Sergey Mohov, the senior game designer of Control, believes that the Northlight Engine (Remedy‘s proprietary engine) is developed enough to support more non-linear experiences.
„I would personally pick RPG [if I could pick the genre of my next game]. First of all, I’m a huge RPG fan. I grew up playing Baldur’s Gate, Planescape Torment, Arcanum, Fallout 2, Neverwinter Nights, and bring them up in design meetings regularly. But I also think that Remedy would be good at it. Think about it: we’re all about building detailed, weird worlds, populating them with compelling characters, and then telling a story through gameplay. It seems like an excellent starting point for an RPG game.

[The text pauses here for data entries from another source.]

/// Camp entity - one summer camp edition
#[derive(Debug, Clone, Serialize, Deserialize)]
pub struct Camp {
    pub id: Uuid,
    pub name: String,
    /// Season label, e.g. "Summer 2025"
    pub season: Option<String>,
    /// ISO date format YYYY-MM-DD
    pub start_date: String,
    /// ISO date format YYYY-MM-DD
    pub end_date: String,
    pub location: Option<String>,
    pub description: Option<String>,
    /// Default enrollment fee, currency units
    pub base_fee: Decimal,
    pub capacity: Option<i64>,
    pub status: String,
    pub created_at: DateTime<Utc>,
    pub updated_at: DateTime<Utc>,
    pub created_by_user_id: Option<Uuid>,
    pub updated_by_user_id: Option<Uuid>,
    pub deleted_at: Option<DateTime<Utc>>,
    pub deleted_by_user_id: Option<Uuid>,
}

impl Camp {
    pub fn is_deleted(&self) -> bool {
        self.deleted_at.is_some()
    }

    pub fn parsed_status(&self) -> Option<CampStatus> {
        CampStatus::from_str(&self.status)
    }

    pub fn parsed_start_date(&self) -> Option<NaiveDate> {
        NaiveDate::parse_from_str(&self.start_date, "%Y-%m-%d").ok()
    }

    pub fn parsed_end_date(&self) -> Option<NaiveDate> {
        NaiveDate::parse_from_str(&self.end_date, "%Y-%m-%d").ok()
    }
}

/// NewCamp DTO - used when creating a new camp
#[derive(Debug, Clone, Serialize, Deserialize)]
pub struct NewCamp {
    pub name: String,
    pub season: Option<String>,
    pub start_date: String,
    pub end_date: String,
    pub location: Option<String>,
    pub description: Option<String>,
    pub base_fee: Decimal,
    pub capacity: Option<i64>,
    pub status: Option<String>,
    pub created_by_user_id: Option<Uuid>,
}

Northlight is an amazing engine when it comes to graphical capabilities. Control with RTX looks amazing and Northlight does it swimmingly – on the other hand, Northlight was made with linear, straightforward games in mind. Level loading, light baking, AI handling are awesome if the game is linear and the level designers know what and when it happens. It gets a bit more complicated in an open-environment game, where you don’t know where the player goes, what they see and what they do while they’re there. So we had to work around a lot of these ‘engine mores’ to get the game to a playable state. Of course, being an in-house engine, it evolves with the game and by the end of production we had a way better engine ready to support less linear experiences,” Mohov wrote on ResetEra in a Q&A session.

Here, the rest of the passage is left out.